I hold the mug with two hands. “Like I said, I don’t know what happened. One moment we were so happy, I was so happy, and then it all went pear-shaped.”
“Because of the whole knew-about-David-cheating thing?”
“How can I forgive him for that? I thought we were friends, even then.”
“But you showed your loyalty to David.”
“By marrying him?”
June rolls her eyes. “Um, yes by marrying him. Can’t you see that from Carter’s perspective?”
“It still doesn’t give him any right. Besides, what happened to siding with your BFF?”
“I just want what’s best for you.”
“And you think it’s Carter? Let’s be honest, June. He’s an ex-criminal, with a record, no money, a tiny cabin…”
“You’re sounding like your father, like their father.”
I do, and suddenly I’m terrified.
“Do you love him?”
I’m completely still, watching the tea leaves float around and rearrange on the surface of the water. “Yes. I think I always have.”
June throws her hands up. “So what’s the god damn problem? Here is your chance at happiness, at hitting the restart button. Screw what anyone else says. Screw the media and the papers and your playboy father. This is your life. You get to decide how you live it.”
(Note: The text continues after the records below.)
//! Property name registry.
//!
//! Maps names to dense [`PropTag`]s and back. Allocation is append-only: a
//! `(name, tag)` pair never changes once handed out.

use crate::common_properties;
use crate::{PropTag, Result, TagError};
use parking_lot::RwLock;
use rustc_hash::FxHashMap;
use std::fmt;
use std::sync::{Arc, OnceLock};

/// Name table guarded by the registry lock.
struct RegistryInner {
    /// Map from name to its tag.
    map: FxHashMap<Arc<str>, PropTag>,
    /// Names indexed by tag.
    names: Vec<Arc<str>>,
}

impl RegistryInner {
    fn new() -> Self {
        Self {
            map: FxHashMap::default(),
            names: Vec::with_capacity(common_properties::NAMES.len() + 64),
        }
    }
}

/// Bidirectional name <-> tag registry.
///
/// Tags are dense and allocated in first-seen order. Unlike a sharded
/// interner, a single lock guards the table so the next tag is always
/// `len()`.
///
/// # Thread Safety
/// Lookups take a shared read lock. Allocation takes the write lock and
/// re-checks the map before inserting, so racing threads interning the same
/// new name agree on one tag.
pub struct TagRegistry {
    inner: RwLock<RegistryInner>,
}

impl TagRegistry {
    /// Create a registry seeded with [`common_properties::NAMES`].
    pub fn new() -> Self {
        Self::with_names(common_properties::NAMES)
    }

    /// Create a registry with no names at all.
    ///
    /// Tags from [`common_properties`] are meaningless against it.
    pub fn empty() -> Self {
        Self {
            inner: RwLock::new(RegistryInner::new()),
        }
    }

    /// Create a registry seeded with `names`, in order.
    ///
    /// The i-th distinct name receives tag i. A repeated name keeps its first
    /// tag, which shifts every later name down by one.
    pub fn with_names<I, S>(names: I) -> Self
    where
        I: IntoIterator<Item = S>,
        S: AsRef<str>,
    {
        let registry = Self::empty();
        for name in names {
            registry.intern(name.as_ref());
        }
        tracing::debug!(count = registry.len(), "seeded tag registry");
        registry
    }

    /// Try to intern a name, returning its tag or an error once every `u32`
    /// has been handed out.
    pub fn try_intern(&self, name: &str) -> Result<PropTag> {
        // Fast path: already interned
        if let Some(&tag) = self.inner.read().map.get(name) {
            return Ok(tag);
        }

        // Slow path: need to insert
        let mut guard = self.inner.write();

        // Double-check after acquiring write lock
        if let Some(&tag) = guard.map.get(name) {
            return Ok(tag);
        }

        let count = guard.names.len();
        let raw = u32::try_from(count).map_err(|_| TagError::Exhausted { count })?;
        let tag = PropTag::from_raw(raw);

        let shared: Arc<str> = Arc::from(name);
        guard.names.push(Arc::clone(&shared));
        guard.map.insert(shared, tag);
        drop(guard);

        tracing::trace!(name, tag = raw, "interned property tag");
        Ok(tag)
    }

    /// Intern a name, returning its tag.
    ///
    /// # Panics
    /// Panics if the registry exceeds `u32::MAX` names.
    /// Use `try_intern` for fallible interning.
    #[inline]
    pub fn intern(&self, name: &str) -> PropTag {
        self.try_intern(name).unwrap_or_else(|e| panic!("{e}"))
    }

    /// Look up the tag of an already interned name without allocating one.
    pub fn lookup(&self, name: &str) -> Option<PropTag> {
        self.inner.read().map.get(name).copied()
    }

    /// Look up the name for a tag.
    pub fn name(&self, tag: PropTag) -> Result<Arc<str>> {
        self.inner
            .read()
            .names
            .get(tag.index())
            .cloned()
            .ok_or(TagError::UnknownTag { tag: tag.raw() })
    }

    /// Whether `tag` was allocated by this registry.
    pub fn contains(&self, tag: PropTag) -> bool {
        tag.index() < self.len()
    }

    /// Snapshot of every interned name, in tag order.
    pub fn names(&self) -> Vec<Arc<str>> {
        self.inner.read().names.clone()
    }

    /// Number of interned names.
    pub fn len(&self) -> usize {
        self.inner.read().names.len()
    }

    /// Check if no names are interned.
    pub fn is_empty(&self) -> bool {
        self.len() == 0
    }
}

impl Default for TagRegistry {
    fn default() -> Self {
        Self::new()
    }
}

impl fmt::Debug for TagRegistry {
    fn fmt(&self, f: &mut fmt::Formatter<'_>) -> fmt::Result {
        f.debug_struct("TagRegistry")
            .field("len", &self.len())
            .finish()
    }
}

/// Shared registry handle held by every dictionary.
///
/// Cloning the handle is an atomic increment; all clones see the same names.
///
/// # When to Use `global()` vs `new()`
///
/// - `SharedRegistry::global()` is the production wiring: one registry for
///   the whole process, so tags agree across every entity.
/// - `SharedRegistry::new()` builds an isolated registry. Tests use it to
///   observe allocation without interference from other tests.
#[derive(Clone)]
pub struct SharedRegistry(Arc<TagRegistry>);

static GLOBAL_REGISTRY: OnceLock<SharedRegistry> = OnceLock::new();

impl SharedRegistry {
    /// Create a new, isolated registry seeded with the well-known names.
    pub fn new() -> Self {
        SharedRegistry(Arc::new(TagRegistry::new()))
    }

    /// Wrap an existing registry.
    pub fn from_registry(registry: TagRegistry) -> Self {
        SharedRegistry(Arc::new(registry))
    }

    /// The process-wide registry (lazily initialized).
    pub fn global() -> Self {
        GLOBAL_REGISTRY.get_or_init(SharedRegistry::new).clone()
    }

    /// Whether both handles point at the same registry.
    pub fn ptr_eq(&self, other: &SharedRegistry) -> bool {
        Arc::ptr_eq(&self.0, &other.0)
    }
}

impl Default for SharedRegistry {
    fn default() -> Self {
        Self::new()
    }
}

impl std::ops::Deref for SharedRegistry {
    type Target = TagRegistry;

    fn deref(&self) -> &Self::Target {
        &self.0
    }
}

impl fmt::Debug for SharedRegistry {
    fn fmt(&self, f: &mut fmt::Formatter<'_>) -> fmt::Result {
        f.debug_tuple("SharedRegistry").field(&*self.0).finish()
    }
}

#[cfg(test)]
#[allow(
    clippy::unwrap_used,
    reason = "tests use unwrap to panic on unexpected state"
)]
Damn her for speaking so much sense.
“And he’s got a giant cock, right?” She smiles, standing and walking over to the pantry. She withdraws a lengthy cucumber. “Am I right?”
I spread my hands apart, trying not to smile myself.
“Jesus,” June exclaims. “Is that supposed to be a penis or a python?”
“It’s not all about the sex, you know.”
“But it sure as hell doesn’t hurt, and yes, he didn’t tell you about the cheating, but have you considered he was trying to protect David too, out of some misguided brotherly loyalty? Maybe he thought you were better off not knowing?”
“Now you’re grasping at straws.”
“Because I know you guys are meant to be together, that your wedding—probably more vintage store than Vera Wang now—is going to be kick-ass, that you could make the world’s cutest kids, but none of that’s going to happen until you cut him, and yourself, a bit of slack here. Why are you dwelling in the past?”
“I don’t know, June. Maybe I just need some time.”
“Well, like I said, you can stay here as long as you want. Just don’t expect room service… unless by room service you mean being cunt-punched by my offspring at 5am when they inevitably decide to break into your room.”
“They’re adorable, you know. You’re very lucky.”
“I am.” She smiles. “And if my husband can ever find my g-spot, I’ll have everything I ever need, but until then, I’m living vicariously through you. Don’t. Let. Me. Down.”
I go to bed thinking hard, running over June’s thoughts and my own. Outside, the city bustles, even double glazing unable to keep away the endless string of sirens. I can’t believe it, but I’m actually missing the cabin, missing…
Him.
It’s too much to take in right now. I’ll sleep on it and regroup in the morning.
*
The aforementioned invasion takes place at 4:30am, the twins too excited to allow me sweet, blissful solace—not that I mind. By sun up we’ve been through every damn dinosaur species in existence.
I’m saved by Tim, who sweeps the boys away to get ready for school.
I head downstairs yawning and take a seat at the breakfast table.
June slides a tray across the table.
I breathe in. “My god. Are these from…?”
“Fresh, hot jelly donuts from Orwashers.”
I take one, savoring the airy parcels of perfection dusted with sugar and filled with the finest fruit preserves NYC has to offer. “Boy, have I missed the food here.”
“Stay too long and, like me, you’ll wind up twenty pounds worse for it.”
“You’re far from fat.”
She reaches into her pocket and slides a piece of paper across the table. “And you’re far from stupid.”
I take the paper, unfolding it. “What’s this?”
“An airplane ticket, back to Vancouver.”
“Why?”
“Isn’t it obvious?”
“But, I can’t.”
June’s steely eyes give me no option. “Yes, you can, and yes, you will, so jam down as many donuts as you can. Your flight leaves in three hours.”